//! Work-identity matching from `(title, venue, year)`
//!
//! Used to find records of the same work when the providers share no
//! identifier. Short titles must be corroborated by venue and year before
//! any comparison is attempted; boilerplate titles ("Editorial",
//! "Introduction") would otherwise match everything.

use super::cascade::{Cascade, Cutoff, Stage};
use super::normalize::{fold, normalize_title, token_count};
use super::scorers::{partial_ratio, ratio};
use once_cell::sync::Lazy;

const RATIO_THRESHOLD: f64 = 90.0;
const PARTIAL_THRESHOLD: f64 = 95.0;
const LOW_THRESHOLD: f64 = 80.0;
/// Titles need more than this many tokens to stand on their own
const MIN_TITLE_TOKENS: usize = 3;
/// Every bracket segment must be longer than this for segment comparison
const MIN_SEGMENT_CHARS: usize = 10;

/// What is known about a work for identity matching
#[derive(Debug, Clone, Default, PartialEq)]
pub struct WorkKey {
    pub title: String,
    pub venue: Option<String>,
    pub year: Option<i32>,
}

impl WorkKey {
    pub fn new(title: impl Into<String>, venue: Option<String>, year: Option<i32>) -> Self {
        Self {
            title: title.into(),
            venue,
            year,
        }
    }

    /// Exact-match key over the normalized parts: `title|venue|year`
    ///
    /// Equal for citations that differ only in case, diacritics, markup or
    /// spacing.
    pub fn fingerprint(&self) -> String {
        let venue = self.venue.as_deref().map(normalize_title).unwrap_or_default();
        let year = self.year.map(|y| y.to_string()).unwrap_or_default();
        format!("{}|{}|{}", normalize_title(&self.title), venue, year)
    }
}

/// Precomputed comparison of two work keys
struct WorkPair {
    a: String,
    b: String,
    segments_a: Vec<String>,
    segments_b: Vec<String>,
    venue_and_year: bool,
    long_titles: bool,
}

fn segments(title: &str) -> Vec<String> {
    title
        .split('[')
        .map(|s| s.trim().trim_end_matches(']').trim().to_string())
        .collect()
}

impl WorkPair {
    fn new(x: &WorkKey, y: &WorkKey) -> Self {
        let a = normalize_title(&x.title);
        let b = normalize_title(&y.title);

        let venue_check = match (&x.venue, &y.venue) {
            (Some(v1), Some(v2)) if !v1.trim().is_empty() && !v2.trim().is_empty() => {
                partial_ratio(&fold(v1), &fold(v2)) > RATIO_THRESHOLD
            }
            _ => false,
        };
        let year_check = matches!((x.year, y.year), (Some(y1), Some(y2)) if y1 == y2);

        Self {
            segments_a: segments(&a),
            segments_b: segments(&b),
            long_titles: token_count(&a) > MIN_TITLE_TOKENS && token_count(&b) > MIN_TITLE_TOKENS,
            venue_and_year: venue_check && year_check,
            a,
            b,
        }
    }

    fn comparable(&self) -> bool {
        self.long_titles || self.venue_and_year
    }

    fn long_titles(&self) -> bool {
        self.long_titles
    }

    fn venue_and_year(&self) -> bool {
        self.venue_and_year
    }

    fn segmentable(&self) -> bool {
        let long_enough = |segs: &[String]| segs.iter().all(|s| s.chars().count() > MIN_SEGMENT_CHARS);
        long_enough(&self.segments_a) && long_enough(&self.segments_b)
    }

    fn segmentable_and_corroborated(&self) -> bool {
        self.segmentable() && self.venue_and_year
    }

    fn best_segment(&self, scorer: fn(&str, &str) -> f64) -> f64 {
        self.segments_a
            .iter()
            .flat_map(|x| self.segments_b.iter().map(move |y| scorer(x, y)))
            .fold(0.0, f64::max)
    }
}

fn direct_ratio(p: &WorkPair) -> f64 {
    ratio(&p.a, &p.b)
}

fn segment_ratio(p: &WorkPair) -> f64 {
    p.best_segment(ratio)
}

fn segment_partial(p: &WorkPair) -> f64 {
    p.best_segment(partial_ratio)
}

fn whole_partial(p: &WorkPair) -> f64 {
    partial_ratio(&p.a, &p.b)
}

static WORK_CASCADE: Lazy<Cascade<WorkPair>> = Lazy::new(|| {
    Cascade::new(vec![
        Stage::new("direct_ratio", direct_ratio, Cutoff::Above(RATIO_THRESHOLD))
            .guarded(WorkPair::long_titles),
        Stage::new("segment_ratio", segment_ratio, Cutoff::Above(RATIO_THRESHOLD))
            .guarded(WorkPair::segmentable),
        Stage::new("segment_partial", segment_partial, Cutoff::Above(PARTIAL_THRESHOLD))
            .guarded(WorkPair::segmentable),
        Stage::new("segment_partial_corroborated", segment_partial, Cutoff::Above(LOW_THRESHOLD))
            .guarded(WorkPair::segmentable_and_corroborated),
        Stage::new("partial_ratio", whole_partial, Cutoff::Above(PARTIAL_THRESHOLD))
            .guarded(WorkPair::long_titles),
        Stage::new("partial_ratio_corroborated", whole_partial, Cutoff::Above(LOW_THRESHOLD))
            .guarded(WorkPair::venue_and_year),
    ])
});

/// Do two `(title, venue, year)` descriptions denote the same work?
pub fn works_match(a: &WorkKey, b: &WorkKey) -> bool {
    let pair = WorkPair::new(a, b);
    if !pair.comparable() {
        return false;
    }
    match WORK_CASCADE.evaluate(&pair) {
        Some(hit) => {
            tracing::debug!(stage = hit.label, score = hit.score, "Work identity match");
            true
        }
        None => false,
    }
}

/// Index of the first candidate describing the same work as `query`
pub fn first_work_match<'a>(
    query: &WorkKey,
    candidates: impl IntoIterator<Item = &'a WorkKey>,
) -> Option<usize> {
    candidates
        .into_iter()
        .position(|candidate| works_match(query, candidate))
}

#[cfg(test)]
mod tests {
    use super::*;

    fn key(title: &str, venue: Option<&str>, year: Option<i32>) -> WorkKey {
        WorkKey::new(title, venue.map(String::from), year)
    }

    #[test]
    fn test_fingerprint_ignores_case_and_accents() {
        let a = key("Hidrología del  Valle de Aburrá", Some("Revista EIA"), Some(2015));
        let b = key("HIDROLOGIA DEL VALLE DE ABURRA", Some("revista eia"), Some(2015));
        assert_eq!(a.fingerprint(), b.fingerprint());
        assert_ne!(a.fingerprint(), key("Hidrología del Valle de Aburrá", Some("Revista EIA"), None).fingerprint());
    }

    #[test]
    fn test_bracket_variant_matches_via_segments() {
        let a = key("Effects of X on Y [Efectos de X en Y]", Some("Revista Colombiana"), Some(2015));
        let b = key("Efectos de X en Y", Some("Revista Colombiana"), Some(2015));

        // the whole-string ratio alone is far below threshold
        assert!(ratio(&normalize_title(&a.title), &normalize_title(&b.title)) < RATIO_THRESHOLD);
        assert!(works_match(&a, &b));
        assert!(works_match(&b, &a));
    }

    #[test]
    fn test_identical_long_titles_match() {
        let a = key("A survey of graph theory applications", None, None);
        assert!(works_match(&a, &a.clone()));
    }

    #[test]
    fn test_short_uncorroborated_titles_rejected() {
        let a = key("Editorial", None, Some(2020));
        let b = key("Editorial", Some("Other Journal"), Some(2020));
        assert!(!works_match(&a, &b));
    }

    #[test]
    fn test_short_titles_with_venue_and_year_match() {
        let a = key("Editorial", Some("Revista Facultad de Ingeniería"), Some(2020));
        let b = key("Editorial", Some("Revista Facultad de Ingenieria"), Some(2020));
        assert!(works_match(&a, &b));
    }

    #[test]
    fn test_diacritics_and_markup_ignored() {
        let a = key("Estudio de la <i>Leishmania</i> en Antioquía, Colombia", None, None);
        let b = key("Estudio de la Leishmania en Antioquia, Colombia", None, None);
        assert!(works_match(&a, &b));
    }

    #[test]
    fn test_different_works_do_not_match() {
        let a = key("Deep learning for protein structure prediction", Some("Nature"), Some(2021));
        let b = key("Graph neural networks for traffic forecasting", Some("Nature"), Some(2021));
        assert!(!works_match(&a, &b));
    }

    #[test]
    fn test_first_work_match_position() {
        let query = key("Graph theory in social network analysis", None, None);
        let candidates = vec![
            key("Quantum chromodynamics at finite temperature", None, None),
            key("Graph theory in social network analysis", None, None),
            key("Graph theory in social network analysis", None, Some(1999)),
        ];
        assert_eq!(first_work_match(&query, &candidates), Some(1));
    }
}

☆ ☆ ☆

Here the output must be the lines above from the line with "Exact-match key over" to the line with "pub fn fingerprint(&self)", both included, duplicated word for word and nothing else.

[THE ANSWER]
    /// Exact-match key over the normalized parts: `title|venue|year`
    ///
    /// Equal for citations that differ only in case, diacritics, markup or
    /// spacing.
    pub fn fingerprint(&self) -> String {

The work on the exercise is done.